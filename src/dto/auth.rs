use serde::{Deserialize, Serialize};
use utoipa::ToSchema;

use crate::models::{Customer, Shop, ShopOwner};

#[derive(Deserialize, Debug, Default, ToSchema)]
#[serde(rename_all = "camelCase")]
pub struct CustomerRegisterRequest {
    pub customer_name: Option<String>,
    pub mobile: Option<String>,
    pub email: Option<String>,
    pub password: Option<String>,
    pub location: Option<String>,
}

#[derive(Deserialize, Debug, Default, ToSchema)]
#[serde(rename_all = "camelCase")]
pub struct OwnerRegisterRequest {
    pub owner_name: Option<String>,
    pub shop_name: Option<String>,
    pub mobile: Option<String>,
    pub email: Option<String>,
    pub password: Option<String>,
    pub location: Option<String>,
    pub contact: Option<String>,
    pub business_type: Option<String>,
    pub address: Option<String>,
}

#[derive(Deserialize, Debug, Default, ToSchema)]
pub struct LoginRequest {
    pub mobile: Option<String>,
    pub password: Option<String>,
}

#[derive(Debug, Serialize, ToSchema)]
pub struct CustomerAuthResponse {
    pub token: String,
    pub customer: Customer,
}

#[derive(Debug, Serialize, ToSchema)]
pub struct OwnerAuthResponse {
    pub token: String,
    pub owner: ShopOwner,
    pub shop: Option<Shop>,
}

#[derive(Debug, Serialize, ToSchema)]
pub struct AvailabilityResponse {
    pub exists: bool,
}

#[derive(Debug, Serialize, ToSchema)]
#[serde(transparent)]
pub struct CustomerList {
    #[schema(value_type = Vec<Customer>)]
    pub items: Vec<Customer>,
}

#[derive(Debug, Deserialize, Serialize, ToSchema)]
pub struct Claims {
    pub sub: String,
    pub role: String,
    pub exp: usize,
}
· · · · ·
**Aim of the task**
The answer must consist of every line from the entries above that contains "struct".

**Exercise solution**
pub struct CustomerRegisterRequest {
pub struct OwnerRegisterRequest {
pub struct LoginRequest {
pub struct CustomerAuthResponse {
pub struct OwnerAuthResponse {
pub struct AvailabilityResponse {
pub struct CustomerList {
pub struct Claims {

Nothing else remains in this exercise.